Work task: Lift out each line of the data that holds "positive".

———

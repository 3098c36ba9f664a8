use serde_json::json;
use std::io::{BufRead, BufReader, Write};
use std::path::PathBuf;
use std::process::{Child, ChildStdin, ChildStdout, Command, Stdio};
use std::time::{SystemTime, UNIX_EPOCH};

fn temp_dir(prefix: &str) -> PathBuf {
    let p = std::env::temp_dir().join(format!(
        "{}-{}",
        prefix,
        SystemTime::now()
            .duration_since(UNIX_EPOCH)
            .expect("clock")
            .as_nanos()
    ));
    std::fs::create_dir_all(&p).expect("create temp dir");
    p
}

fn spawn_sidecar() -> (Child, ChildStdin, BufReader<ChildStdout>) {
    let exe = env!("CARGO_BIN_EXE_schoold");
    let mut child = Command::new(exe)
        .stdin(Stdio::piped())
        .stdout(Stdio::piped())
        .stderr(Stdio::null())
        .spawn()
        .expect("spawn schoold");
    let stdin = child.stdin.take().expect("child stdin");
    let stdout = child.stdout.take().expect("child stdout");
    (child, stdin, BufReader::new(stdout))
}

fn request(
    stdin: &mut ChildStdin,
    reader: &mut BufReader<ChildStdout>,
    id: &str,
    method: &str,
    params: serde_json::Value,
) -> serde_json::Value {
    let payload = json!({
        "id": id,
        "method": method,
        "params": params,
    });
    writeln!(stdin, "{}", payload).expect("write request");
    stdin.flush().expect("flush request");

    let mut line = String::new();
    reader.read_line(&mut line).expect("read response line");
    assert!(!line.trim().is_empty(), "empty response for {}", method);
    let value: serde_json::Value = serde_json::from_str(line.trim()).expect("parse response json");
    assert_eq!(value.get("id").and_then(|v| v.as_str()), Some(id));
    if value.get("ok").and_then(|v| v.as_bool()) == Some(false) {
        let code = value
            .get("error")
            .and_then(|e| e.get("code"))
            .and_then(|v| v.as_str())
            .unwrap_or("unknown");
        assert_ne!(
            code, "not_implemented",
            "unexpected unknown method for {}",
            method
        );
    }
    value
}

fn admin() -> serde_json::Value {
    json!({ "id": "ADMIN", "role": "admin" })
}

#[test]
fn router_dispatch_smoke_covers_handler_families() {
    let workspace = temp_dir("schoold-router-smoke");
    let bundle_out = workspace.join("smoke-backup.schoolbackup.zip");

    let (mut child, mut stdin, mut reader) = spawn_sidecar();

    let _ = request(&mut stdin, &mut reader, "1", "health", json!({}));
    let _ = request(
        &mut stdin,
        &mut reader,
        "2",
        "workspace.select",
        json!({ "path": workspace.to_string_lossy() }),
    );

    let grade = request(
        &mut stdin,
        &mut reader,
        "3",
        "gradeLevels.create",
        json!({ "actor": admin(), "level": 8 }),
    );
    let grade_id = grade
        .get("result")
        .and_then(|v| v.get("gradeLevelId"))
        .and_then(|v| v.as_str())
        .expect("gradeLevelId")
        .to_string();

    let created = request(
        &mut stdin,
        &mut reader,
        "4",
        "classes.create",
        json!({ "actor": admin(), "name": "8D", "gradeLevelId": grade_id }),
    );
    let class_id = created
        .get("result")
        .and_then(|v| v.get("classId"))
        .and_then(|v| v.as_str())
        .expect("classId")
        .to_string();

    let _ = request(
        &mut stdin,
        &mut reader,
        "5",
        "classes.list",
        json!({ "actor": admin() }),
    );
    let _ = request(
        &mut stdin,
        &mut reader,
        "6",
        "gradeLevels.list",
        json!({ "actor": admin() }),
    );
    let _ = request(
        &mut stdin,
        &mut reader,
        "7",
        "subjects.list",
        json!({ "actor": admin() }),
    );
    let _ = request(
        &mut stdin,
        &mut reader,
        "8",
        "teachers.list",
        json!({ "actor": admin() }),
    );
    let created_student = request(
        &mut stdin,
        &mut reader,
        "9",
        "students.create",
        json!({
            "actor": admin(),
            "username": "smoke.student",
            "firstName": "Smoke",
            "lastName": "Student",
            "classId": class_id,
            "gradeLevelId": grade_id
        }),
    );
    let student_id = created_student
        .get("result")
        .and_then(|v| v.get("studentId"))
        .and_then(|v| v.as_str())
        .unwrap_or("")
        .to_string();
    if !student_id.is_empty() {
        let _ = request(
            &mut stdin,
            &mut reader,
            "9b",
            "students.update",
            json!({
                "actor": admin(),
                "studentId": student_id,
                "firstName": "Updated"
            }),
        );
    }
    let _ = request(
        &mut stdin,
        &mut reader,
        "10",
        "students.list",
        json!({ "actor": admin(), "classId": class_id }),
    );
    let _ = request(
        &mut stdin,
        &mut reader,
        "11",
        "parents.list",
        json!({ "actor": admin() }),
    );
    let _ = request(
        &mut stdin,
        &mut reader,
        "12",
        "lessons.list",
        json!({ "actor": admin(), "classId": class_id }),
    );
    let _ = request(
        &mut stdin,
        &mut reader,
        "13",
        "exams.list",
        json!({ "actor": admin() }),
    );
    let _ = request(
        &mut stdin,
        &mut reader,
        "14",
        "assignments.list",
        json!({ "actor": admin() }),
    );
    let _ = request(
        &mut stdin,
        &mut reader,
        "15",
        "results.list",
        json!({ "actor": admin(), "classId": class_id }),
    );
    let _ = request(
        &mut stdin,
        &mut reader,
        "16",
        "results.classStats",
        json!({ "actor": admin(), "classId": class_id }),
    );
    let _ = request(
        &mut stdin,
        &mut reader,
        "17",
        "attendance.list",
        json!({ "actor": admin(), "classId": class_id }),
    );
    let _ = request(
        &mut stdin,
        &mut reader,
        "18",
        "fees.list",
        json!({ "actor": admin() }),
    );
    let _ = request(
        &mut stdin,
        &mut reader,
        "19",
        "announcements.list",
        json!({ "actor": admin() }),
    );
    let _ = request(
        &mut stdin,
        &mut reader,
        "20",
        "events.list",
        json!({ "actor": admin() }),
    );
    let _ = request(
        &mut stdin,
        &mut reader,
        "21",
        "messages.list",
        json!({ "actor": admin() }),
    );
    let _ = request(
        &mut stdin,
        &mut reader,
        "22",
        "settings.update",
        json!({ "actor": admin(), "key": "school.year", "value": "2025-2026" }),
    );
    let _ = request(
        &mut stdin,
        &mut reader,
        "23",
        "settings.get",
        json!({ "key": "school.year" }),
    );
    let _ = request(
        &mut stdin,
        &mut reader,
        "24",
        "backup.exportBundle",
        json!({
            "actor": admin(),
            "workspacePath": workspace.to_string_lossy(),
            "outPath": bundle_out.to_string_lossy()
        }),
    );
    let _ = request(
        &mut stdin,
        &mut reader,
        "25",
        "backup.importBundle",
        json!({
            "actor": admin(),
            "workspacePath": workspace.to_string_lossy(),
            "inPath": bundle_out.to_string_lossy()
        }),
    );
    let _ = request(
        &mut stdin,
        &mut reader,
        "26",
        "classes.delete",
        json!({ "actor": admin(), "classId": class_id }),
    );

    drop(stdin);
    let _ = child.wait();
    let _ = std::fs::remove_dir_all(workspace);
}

———

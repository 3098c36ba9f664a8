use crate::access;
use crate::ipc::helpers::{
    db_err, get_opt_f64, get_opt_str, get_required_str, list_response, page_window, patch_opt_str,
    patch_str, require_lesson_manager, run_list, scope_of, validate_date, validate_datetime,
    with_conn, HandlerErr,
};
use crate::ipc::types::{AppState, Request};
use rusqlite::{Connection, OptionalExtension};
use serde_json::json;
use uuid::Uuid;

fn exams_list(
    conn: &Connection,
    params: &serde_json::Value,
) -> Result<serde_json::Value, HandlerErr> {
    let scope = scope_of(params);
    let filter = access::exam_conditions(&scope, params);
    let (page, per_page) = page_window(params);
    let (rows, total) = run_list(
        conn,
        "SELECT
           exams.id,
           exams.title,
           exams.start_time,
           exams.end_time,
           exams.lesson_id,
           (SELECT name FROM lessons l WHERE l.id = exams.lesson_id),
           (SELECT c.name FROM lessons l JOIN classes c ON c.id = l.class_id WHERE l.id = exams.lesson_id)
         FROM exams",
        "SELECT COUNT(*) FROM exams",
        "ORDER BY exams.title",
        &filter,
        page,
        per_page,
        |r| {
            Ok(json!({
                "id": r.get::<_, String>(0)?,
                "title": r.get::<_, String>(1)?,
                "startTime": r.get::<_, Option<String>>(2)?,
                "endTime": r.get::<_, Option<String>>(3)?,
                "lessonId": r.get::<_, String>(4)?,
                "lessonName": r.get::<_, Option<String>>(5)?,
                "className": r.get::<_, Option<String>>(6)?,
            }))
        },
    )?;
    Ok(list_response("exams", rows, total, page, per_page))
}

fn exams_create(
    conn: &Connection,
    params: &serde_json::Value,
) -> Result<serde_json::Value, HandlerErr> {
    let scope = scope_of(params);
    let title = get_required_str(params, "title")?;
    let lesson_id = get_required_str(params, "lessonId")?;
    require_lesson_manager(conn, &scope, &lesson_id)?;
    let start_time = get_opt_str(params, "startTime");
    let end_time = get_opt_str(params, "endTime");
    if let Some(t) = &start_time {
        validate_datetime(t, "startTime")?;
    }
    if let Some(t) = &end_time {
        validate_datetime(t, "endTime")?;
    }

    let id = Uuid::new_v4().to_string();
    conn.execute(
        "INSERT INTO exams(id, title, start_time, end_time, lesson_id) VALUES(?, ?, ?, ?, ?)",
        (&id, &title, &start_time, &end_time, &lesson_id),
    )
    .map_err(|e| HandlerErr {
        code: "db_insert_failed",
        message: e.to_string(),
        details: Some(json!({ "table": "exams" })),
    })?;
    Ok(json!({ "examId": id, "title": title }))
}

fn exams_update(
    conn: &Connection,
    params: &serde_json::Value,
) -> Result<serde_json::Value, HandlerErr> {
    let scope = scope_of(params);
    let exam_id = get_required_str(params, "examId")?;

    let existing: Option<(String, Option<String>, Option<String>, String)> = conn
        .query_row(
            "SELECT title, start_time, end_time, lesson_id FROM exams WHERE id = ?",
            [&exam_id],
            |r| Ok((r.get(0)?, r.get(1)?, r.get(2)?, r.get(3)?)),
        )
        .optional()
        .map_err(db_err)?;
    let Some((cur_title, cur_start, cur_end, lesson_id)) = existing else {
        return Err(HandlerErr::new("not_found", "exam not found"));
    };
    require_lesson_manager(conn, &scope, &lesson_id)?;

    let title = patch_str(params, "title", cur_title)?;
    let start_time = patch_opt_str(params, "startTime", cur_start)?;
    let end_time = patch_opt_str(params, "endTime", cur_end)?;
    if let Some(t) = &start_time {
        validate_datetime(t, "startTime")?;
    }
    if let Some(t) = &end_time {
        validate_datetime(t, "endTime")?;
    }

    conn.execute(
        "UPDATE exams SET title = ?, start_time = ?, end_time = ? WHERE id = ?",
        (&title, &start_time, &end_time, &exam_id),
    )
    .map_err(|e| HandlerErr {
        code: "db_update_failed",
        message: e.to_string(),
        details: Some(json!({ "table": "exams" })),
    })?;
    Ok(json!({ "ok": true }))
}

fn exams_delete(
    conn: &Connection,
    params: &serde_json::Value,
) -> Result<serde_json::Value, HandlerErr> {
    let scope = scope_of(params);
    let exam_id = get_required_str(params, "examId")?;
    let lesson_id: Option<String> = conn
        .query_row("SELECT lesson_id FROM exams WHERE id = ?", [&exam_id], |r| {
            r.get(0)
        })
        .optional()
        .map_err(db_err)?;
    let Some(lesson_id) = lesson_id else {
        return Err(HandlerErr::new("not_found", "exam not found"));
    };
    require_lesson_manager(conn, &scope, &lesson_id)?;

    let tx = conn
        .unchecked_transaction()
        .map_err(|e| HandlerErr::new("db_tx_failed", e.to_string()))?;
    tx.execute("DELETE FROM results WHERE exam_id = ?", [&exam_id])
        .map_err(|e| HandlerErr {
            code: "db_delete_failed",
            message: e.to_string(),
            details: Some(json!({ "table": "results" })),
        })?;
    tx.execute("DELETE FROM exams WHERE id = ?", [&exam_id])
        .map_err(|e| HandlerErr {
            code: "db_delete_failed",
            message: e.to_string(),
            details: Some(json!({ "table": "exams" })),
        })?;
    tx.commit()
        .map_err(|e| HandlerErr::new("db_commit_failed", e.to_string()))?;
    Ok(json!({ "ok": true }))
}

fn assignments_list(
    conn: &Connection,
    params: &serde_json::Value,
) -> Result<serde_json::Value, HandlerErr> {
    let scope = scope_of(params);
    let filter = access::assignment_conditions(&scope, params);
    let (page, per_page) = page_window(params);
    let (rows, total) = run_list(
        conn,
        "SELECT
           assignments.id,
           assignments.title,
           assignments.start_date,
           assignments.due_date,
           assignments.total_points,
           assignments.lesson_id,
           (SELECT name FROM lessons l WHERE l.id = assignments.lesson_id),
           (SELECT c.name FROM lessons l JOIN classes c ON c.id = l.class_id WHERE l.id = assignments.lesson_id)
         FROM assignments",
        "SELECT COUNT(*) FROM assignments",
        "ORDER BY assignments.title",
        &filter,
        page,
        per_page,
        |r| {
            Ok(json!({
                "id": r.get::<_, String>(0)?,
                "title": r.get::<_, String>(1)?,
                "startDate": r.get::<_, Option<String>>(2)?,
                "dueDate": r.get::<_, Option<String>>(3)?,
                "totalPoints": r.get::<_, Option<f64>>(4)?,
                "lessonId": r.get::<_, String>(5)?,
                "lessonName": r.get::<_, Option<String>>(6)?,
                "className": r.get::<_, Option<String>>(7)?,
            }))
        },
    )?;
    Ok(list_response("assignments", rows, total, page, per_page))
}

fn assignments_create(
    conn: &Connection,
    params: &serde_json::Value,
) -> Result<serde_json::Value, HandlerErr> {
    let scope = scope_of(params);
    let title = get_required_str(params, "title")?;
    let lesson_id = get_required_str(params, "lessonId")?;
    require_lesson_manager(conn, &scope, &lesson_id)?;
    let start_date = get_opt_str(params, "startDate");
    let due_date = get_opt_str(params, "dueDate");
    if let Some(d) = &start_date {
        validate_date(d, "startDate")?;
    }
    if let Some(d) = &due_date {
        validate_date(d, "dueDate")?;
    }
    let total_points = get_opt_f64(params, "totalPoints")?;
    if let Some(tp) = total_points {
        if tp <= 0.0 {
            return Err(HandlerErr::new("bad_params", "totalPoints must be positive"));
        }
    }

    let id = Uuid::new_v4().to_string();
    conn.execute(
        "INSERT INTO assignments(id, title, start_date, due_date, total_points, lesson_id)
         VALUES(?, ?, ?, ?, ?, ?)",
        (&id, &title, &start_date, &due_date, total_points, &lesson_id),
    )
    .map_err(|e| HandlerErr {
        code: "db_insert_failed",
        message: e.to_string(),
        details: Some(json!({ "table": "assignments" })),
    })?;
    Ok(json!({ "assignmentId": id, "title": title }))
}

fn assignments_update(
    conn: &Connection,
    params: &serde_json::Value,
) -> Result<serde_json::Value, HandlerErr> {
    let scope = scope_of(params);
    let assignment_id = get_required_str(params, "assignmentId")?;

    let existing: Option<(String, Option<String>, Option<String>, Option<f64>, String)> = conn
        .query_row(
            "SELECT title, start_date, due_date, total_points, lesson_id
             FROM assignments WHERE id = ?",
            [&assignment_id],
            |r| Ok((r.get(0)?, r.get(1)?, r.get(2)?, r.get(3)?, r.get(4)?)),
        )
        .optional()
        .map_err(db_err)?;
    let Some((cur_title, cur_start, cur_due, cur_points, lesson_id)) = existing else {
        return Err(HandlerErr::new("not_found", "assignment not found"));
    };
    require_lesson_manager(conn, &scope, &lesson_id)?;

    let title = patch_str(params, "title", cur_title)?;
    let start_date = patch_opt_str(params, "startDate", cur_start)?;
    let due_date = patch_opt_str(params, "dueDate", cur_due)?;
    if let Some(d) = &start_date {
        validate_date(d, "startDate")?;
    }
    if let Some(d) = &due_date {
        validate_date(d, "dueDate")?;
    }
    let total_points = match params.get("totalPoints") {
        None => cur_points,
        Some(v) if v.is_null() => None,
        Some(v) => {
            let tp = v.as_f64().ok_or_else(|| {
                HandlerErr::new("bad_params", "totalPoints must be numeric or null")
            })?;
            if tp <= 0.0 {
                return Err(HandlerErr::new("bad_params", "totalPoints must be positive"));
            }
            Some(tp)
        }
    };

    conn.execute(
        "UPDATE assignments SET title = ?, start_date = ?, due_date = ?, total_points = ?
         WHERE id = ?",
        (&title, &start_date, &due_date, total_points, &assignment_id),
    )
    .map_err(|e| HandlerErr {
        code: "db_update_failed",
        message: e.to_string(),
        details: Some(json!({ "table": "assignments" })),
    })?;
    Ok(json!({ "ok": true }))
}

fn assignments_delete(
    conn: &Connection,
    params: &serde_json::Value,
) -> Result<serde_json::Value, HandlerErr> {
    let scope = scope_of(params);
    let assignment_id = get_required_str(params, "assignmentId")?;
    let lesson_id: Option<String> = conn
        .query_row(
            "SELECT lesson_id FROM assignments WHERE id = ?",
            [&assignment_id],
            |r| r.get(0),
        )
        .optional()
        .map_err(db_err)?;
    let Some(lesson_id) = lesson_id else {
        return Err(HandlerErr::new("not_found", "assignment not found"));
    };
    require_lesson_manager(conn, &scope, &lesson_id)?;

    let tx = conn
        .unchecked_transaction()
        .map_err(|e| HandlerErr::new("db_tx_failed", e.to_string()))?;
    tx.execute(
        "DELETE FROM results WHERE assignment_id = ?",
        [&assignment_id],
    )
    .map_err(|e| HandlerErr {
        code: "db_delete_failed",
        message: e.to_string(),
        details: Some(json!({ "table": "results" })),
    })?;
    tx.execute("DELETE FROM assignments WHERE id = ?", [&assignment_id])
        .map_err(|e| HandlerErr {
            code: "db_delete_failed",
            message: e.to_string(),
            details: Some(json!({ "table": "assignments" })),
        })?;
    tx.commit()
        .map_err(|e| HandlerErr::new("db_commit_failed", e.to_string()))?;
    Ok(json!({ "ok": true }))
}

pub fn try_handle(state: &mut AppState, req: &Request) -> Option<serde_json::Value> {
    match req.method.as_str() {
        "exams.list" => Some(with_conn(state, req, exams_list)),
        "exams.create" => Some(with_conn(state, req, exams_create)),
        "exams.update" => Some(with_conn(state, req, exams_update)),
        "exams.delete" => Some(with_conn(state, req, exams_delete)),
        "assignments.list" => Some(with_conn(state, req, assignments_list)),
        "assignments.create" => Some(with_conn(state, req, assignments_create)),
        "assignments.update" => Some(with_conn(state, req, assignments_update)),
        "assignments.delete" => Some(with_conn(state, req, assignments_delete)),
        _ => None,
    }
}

———

Response:
            return Err(HandlerErr::new("bad_params", "totalPoints must be positive"));
                return Err(HandlerErr::new("bad_params", "totalPoints must be positive"));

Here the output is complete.